══ The data ══
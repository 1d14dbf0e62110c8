use chrono::Utc;
use sqlx::SqlitePool;
use uuid::Uuid;

use super::mutation_repo::StoreError;

/// Persistence for the per-installation device identity.
///
/// The identity is generated once and kept for the lifetime of the
/// installation; every locally originated mutation is tagged with it.
#[derive(Clone)]
pub struct DeviceStore {
    pool: SqlitePool,
}

impl DeviceStore {
    pub fn new(pool: SqlitePool) -> Self {
        Self { pool }
    }

    /// Returns the stored device identity, creating it on first call.
    pub async fn get_or_create(&self) -> Result<Uuid, StoreError> {
        if let Some(id) = self.get().await? {
            return Ok(id);
        }

        let id = Uuid::new_v4();
        let result = sqlx::query(
            "INSERT INTO device_identity (id, device_id, created_at) VALUES (1, ?, ?)",
        )
        .bind(id.to_string())
        .bind(Utc::now().to_rfc3339())
        .execute(&self.pool)
        .await;

        match result {
            Ok(_) => Ok(id),
            // Lost the race to another writer; use the identity it stored.
            Err(sqlx::Error::Database(db)) if db.is_unique_violation() => self
                .get()
                .await?
                .ok_or_else(|| StoreError::Corrupt("device identity vanished".to_string())),
            Err(e) => Err(StoreError::Database(e)),
        }
    }

    /// Returns the stored device identity without creating one.
    pub async fn get(&self) -> Result<Option<Uuid>, StoreError> {
        let row: Option<(String,)> =
            sqlx::query_as("SELECT device_id FROM device_identity WHERE id = 1")
                .fetch_optional(&self.pool)
                .await?;

        match row {
            Some((id,)) => Uuid::parse_str(&id)
                .map(Some)
                .map_err(|e| StoreError::Corrupt(format!("device id '{}': {}", id, e))),
            None => Ok(None),
        }
    }
}

#[cfg(test)]
mod tests {
    use super::*;
    use crate::db::init_db;
    use tempfile::tempdir;

    #[tokio::test]
    async fn test_identity_created_once() {
        let temp_dir = tempdir().unwrap();
        let pool = init_db(temp_dir.path().join("test.db")).await.unwrap();
        let store = DeviceStore::new(pool);

        assert!(store.get().await.unwrap().is_none());

        let first = store.get_or_create().await.unwrap();
        let second = store.get_or_create().await.unwrap();
        assert_eq!(first, second);
    }

    #[tokio::test]
    async fn test_identity_survives_pool_reopen() {
        let temp_dir = tempdir().unwrap();
        let db_path = temp_dir.path().join("test.db");

        let id = {
            let pool = init_db(db_path.clone()).await.unwrap();
            let store = DeviceStore::new(pool.clone());
            let id = store.get_or_create().await.unwrap();
            pool.close().await;
            id
        };

        let pool = init_db(db_path).await.unwrap();
        let store = DeviceStore::new(pool);
        assert_eq!(store.get().await.unwrap(), Some(id));
    }
}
═══
» **Required action**:
All of the entries are to be transcribed exactly.

» **Result**:
repository 1d14dbf0e62110c8
use chrono::Utc;
use sqlx::SqlitePool;
use uuid::Uuid;

use super::mutation_repo::StoreError;

/// Persistence for the per-installation device identity.
///
/// The identity is generated once and kept for the lifetime of the
/// installation; every locally originated mutation is tagged with it.
#[derive(Clone)]
pub struct DeviceStore {
    pool: SqlitePool,
}

impl DeviceStore {
    pub fn new(pool: SqlitePool) -> Self {
        Self { pool }
    }

    /// Returns the stored device identity, creating it on first call.
    pub async fn get_or_create(&self) -> Result<Uuid, StoreError> {
        if let Some(id) = self.get().await? {
            return Ok(id);
        }

        let id = Uuid::new_v4();
        let result = sqlx::query(
            "INSERT INTO device_identity (id, device_id, created_at) VALUES (1, ?, ?)",
        )
        .bind(id.to_string())
        .bind(Utc::now().to_rfc3339())
        .execute(&self.pool)
        .await;

        match result {
            Ok(_) => Ok(id),
            // Lost the race to another writer; use the identity it stored.
            Err(sqlx::Error::Database(db)) if db.is_unique_violation() => self
                .get()
                .await?
                .ok_or_else(|| StoreError::Corrupt("device identity vanished".to_string())),
            Err(e) => Err(StoreError::Database(e)),
        }
    }

    /// Returns the stored device identity without creating one.
    pub async fn get(&self) -> Result<Option<Uuid>, StoreError> {
        let row: Option<(String,)> =
            sqlx::query_as("SELECT device_id FROM device_identity WHERE id = 1")
                .fetch_optional(&self.pool)
                .await?;

        match row {
            Some((id,)) => Uuid::parse_str(&id)
                .map(Some)
                .map_err(|e| StoreError::Corrupt(format!("device id '{}': {}", id, e))),
            None => Ok(None),
        }
    }
}

#[cfg(test)]
mod tests {
    use super::*;
    use crate::db::init_db;
    use tempfile::tempdir;

    #[tokio::test]
    async fn test_identity_created_once() {
        let temp_dir = tempdir().unwrap();
        let pool = init_db(temp_dir.path().join("test.db")).await.unwrap();
        let store = DeviceStore::new(pool);

        assert!(store.get().await.unwrap().is_none());

        let first = store.get_or_create().await.unwrap();
        let second = store.get_or_create().await.unwrap();
        assert_eq!(first, second);
    }

    #[tokio::test]
    async fn test_identity_survives_pool_reopen() {
        let temp_dir = tempdir().unwrap();
        let db_path = temp_dir.path().join("test.db");

        let id = {
            let pool = init_db(db_path.clone()).await.unwrap();
            let store = DeviceStore::new(pool.clone());
            let id = store.get_or_create().await.unwrap();
            pool.close().await;
            id
        };

        let pool = init_db(db_path).await.unwrap();
        let store = DeviceStore::new(pool);
        assert_eq!(store.get().await.unwrap(), Some(id));
    }
}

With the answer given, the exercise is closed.